The lukewarm protests point to the relative absence of an antiwar movement in the US - at least, by comparison with the mass demonstrations across European capitals.

Although the US public is widely perceived as having played a crucial role in shaping Mr Bush's decision to engage the international community in pursuing his agenda against Iraq, when it comes to the use of force, Americans have seemed much more willing to defer to their commander-in-chief.

To some observers, this acquiescence comes as no surprise. The US has a history of muffled protest in the run-up to military action. Nostalgic activists remember the anti-Vietnam demonstrations, but they gathered momentum only after the war started to go awry.

Richard Murray, director for the University of Houston's Centre for Public Policy, says much of the focus in the 1960s protest movement was initially on civil rights and women's issues. "Until Americans started dying in large numbers, you didn't have a large and energised war movement," he says. "Anti-war movements are reactive." He notes that the Gulf war failed to generate much protest in the US.

The legacy of the terrorist attacks of September 11 2001 may also help explain the lack of a mass antiwar movement. As Mr Murray says, "Because of the horrifying provocation of the 9/11 attacks, there is generally more support for the government taking an aggressive posture."

Young people do not seem to be fired by antiwar enthusiasm. Recent surveys have shown greater opposition to military action among older Americans than younger ones. Richard Stoll, professor of political science at Rice University in Houston, says this is consistent with the experience of the Vietnam war. In spite of the memorable protests by young people about Vietnam, he says, in general the young were more supportive of the war.

"Young people tend to be much more supportive of military action," says Prof Stoll. "Older people have seen conflict and understand it is not as glorious as it seems and that the after- effects can be severe." And he suggests another explanation for the lack of protests: because the war is not imminent - or, as he puts it, "We're in a bit of a lull."

Mike Zmolek, an organiser for National Network to End the War Against Iraq, says: "Students haven't really jumped on this. They did have a bunch of demonstrations on April 20, but the media picked that up as pro-Palestine."

Polling in California has found that opinion among adults is equally divided between those who believe Mr Bush has (49 per cent) or has not (47 per cent) done enough to explain why the US might attack Iraq, according to the Public Policy Institute of California.

Protest organisers are hoping to tap into the sense of disquiet and have planned mass demonstrations across the country on Wednesday and again in early January.
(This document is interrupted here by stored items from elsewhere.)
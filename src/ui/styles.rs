use ratatui::style::{Color, Modifier, Style};
use ratatui::text::{Line, Span, Text};

/// Orange used for the screen title, the name field and the menu cursor.
pub const ACCENT: Color = Color::Indexed(208);

pub fn highlight_style() -> Style {
    Style::default().fg(ACCENT).add_modifier(Modifier::BOLD)
}

pub fn field_style() -> Style {
    Style::default().fg(ACCENT)
}

fn muted_style() -> Style {
    Style::default().add_modifier(Modifier::DIM)
}

/// Multi-line status header; every line gets the highlight style.
pub fn title_text(text: impl Into<String>) -> Text<'static> {
    Text::styled(text.into(), highlight_style())
}

/// Key help and hints under a widget.
pub fn hint_line(text: impl Into<String>) -> Line<'static> {
    Line::styled(text.into(), muted_style())
}

/// Explanation shown next to a menu label.
pub fn description_span(text: &'static str) -> Span<'static> {
    Span::styled(text, muted_style())
}
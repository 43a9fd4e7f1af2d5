pub const MENU_ROOT: &str = "OCIO";
pub const PRESETS_SUBMENU: &str = "OCIO/Presets";
pub const REMOVE_SUBMENU: &str = "OCIO/Remove Preset";
pub const CURRENT_CONFIG_PATH: &str = "OCIO/Current OCIO Config";
pub const SAVE_PRESET_PATH: &str = "OCIO/Save Preset";

/// What selecting a menu entry does. Preset names are display names (`/` already replaced).
#[derive(Debug, Clone, PartialEq, Eq)]
pub enum MenuAction {
    ApplyPreset(String),
    ShowCurrentConfig,
    SavePreset,
    RemovePreset(String),
}

impl MenuAction {
    pub fn describe(&self) -> &'static str {
        match self {
            MenuAction::ApplyPreset(_) => "Apply the stored transforms",
            MenuAction::ShowCurrentConfig => "Report the active OCIO config",
            MenuAction::SavePreset => "Store the current transforms under a new name",
            MenuAction::RemovePreset(_) => "Delete this preset",
        }
    }
}

#[derive(Debug, Clone, PartialEq, Eq)]
pub struct MenuEntry {
    /// `/`-delimited menu path, e.g. `OCIO/Presets/Day`.
    pub path: String,
    pub action: MenuAction,
}

impl MenuEntry {
    pub fn new(path: impl Into<String>, action: MenuAction) -> Self {
        Self {
            path: path.into(),
            action,
        }
    }

    /// Final path segment, the label the host shows for the entry.
    pub fn label(&self) -> &str {
        self.path.rsplit('/').next().unwrap_or(&self.path)
    }
}

/// Ordered menu-path to action mapping handed to the host on every refresh.
#[derive(Debug, Clone, Default, PartialEq, Eq)]
pub struct Menus {
    entries: Vec<MenuEntry>,
}

impl Menus {
    /// Apply entries, the two static entries, then remove entries, each in list order.
    pub fn for_presets<S: AsRef<str>>(display_names: &[S]) -> Self {
        let mut menus = Menus::default();

        for name in display_names {
            let name = name.as_ref();
            menus.insert(
                format!("{PRESETS_SUBMENU}/{name}"),
                MenuAction::ApplyPreset(name.to_string()),
            );
        }

        menus.insert(CURRENT_CONFIG_PATH, MenuAction::ShowCurrentConfig);
        menus.insert(SAVE_PRESET_PATH, MenuAction::SavePreset);

        for name in display_names {
            let name = name.as_ref();
            menus.insert(
                format!("{REMOVE_SUBMENU}/{name}"),
                MenuAction::RemovePreset(name.to_string()),
            );
        }

        menus
    }

    /// Insert keeping the first position of a path; a repeated path only rebinds its action.
    pub fn insert(&mut self, path: impl Into<String>, action: MenuAction) {
        let path = path.into();
        match self.entries.iter_mut().find(|entry| entry.path == path) {
            Some(existing) => existing.action = action,
            None => self.entries.push(MenuEntry::new(path, action)),
        }
    }

    pub fn get(&self, path: &str) -> Option<&MenuAction> {
        self.entries
            .iter()
            .find(|entry| entry.path == path)
            .map(|entry| &entry.action)
    }

    pub fn entries(&self) -> &[MenuEntry] {
        &self.entries
    }

    pub fn paths(&self) -> Vec<&str> {
        self.entries.iter().map(|entry| entry.path.as_str()).collect()
    }

    pub fn len(&self) -> usize {
        self.entries.len()
    }

    pub fn is_empty(&self) -> bool {
        self.entries.is_empty()
    }

    pub fn iter(&self) -> std::slice::Iter<'_, MenuEntry> {
        self.entries.iter()
    }
}

impl<'a> IntoIterator for &'a Menus {
    type Item = &'a MenuEntry;
    type IntoIter = std::slice::Iter<'a, MenuEntry>;

    fn into_iter(self) -> Self::IntoIter {
        self.entries.iter()
    }
}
"We're regrouping," says Mr Zmolek. "Europe's definitely ahead of us on this. Americans feel they need to support the president and be patriotic. The other thing is that the US stands to benefit economically from war. There's a certain level at which people understand that."

Reporting by Christopher Parkes in Los Angeles, Sheila McNulty in Houston, Victoria Griffith in Boston and James Harding in Washington

~ The Leopard ~
Nov 18th, 2002, 11:51 AM
Really, why would anyone see any parallels at all between the current situation and the later years of the Vietnam war?

If Bush had barged into Iraq unilaterally in the last few months I might have protested too, but that hasn't happened so far.

US involvment in various places such as Vietnam, El Salvador, Nicaragua etc was unnecessary, destructive, and dreadfully callous. I would take a hell of a lot of convincing before anyone could justify it to me. The situation in the Middle East is totally different, as has been its handling.... at least so far.

Moreover, at the height of the Vietnam war protests young men by the thousands were being forced into the army to serve in that disgusting war. I haven't noticed anything like that lately, have you?

CHOCO
Nov 18th, 2002, 08:36 PM
Well, the Vietnam war started so innocently with "technical advisers" to South Vietnam. Then it escalated with the Gulf of Tonkin resolution with led to a full out war with thousands of lives lost on both sides.

IMO, the Iraq situation also could escalate with other countries involved in the region. And let's not forget the war on terrorism.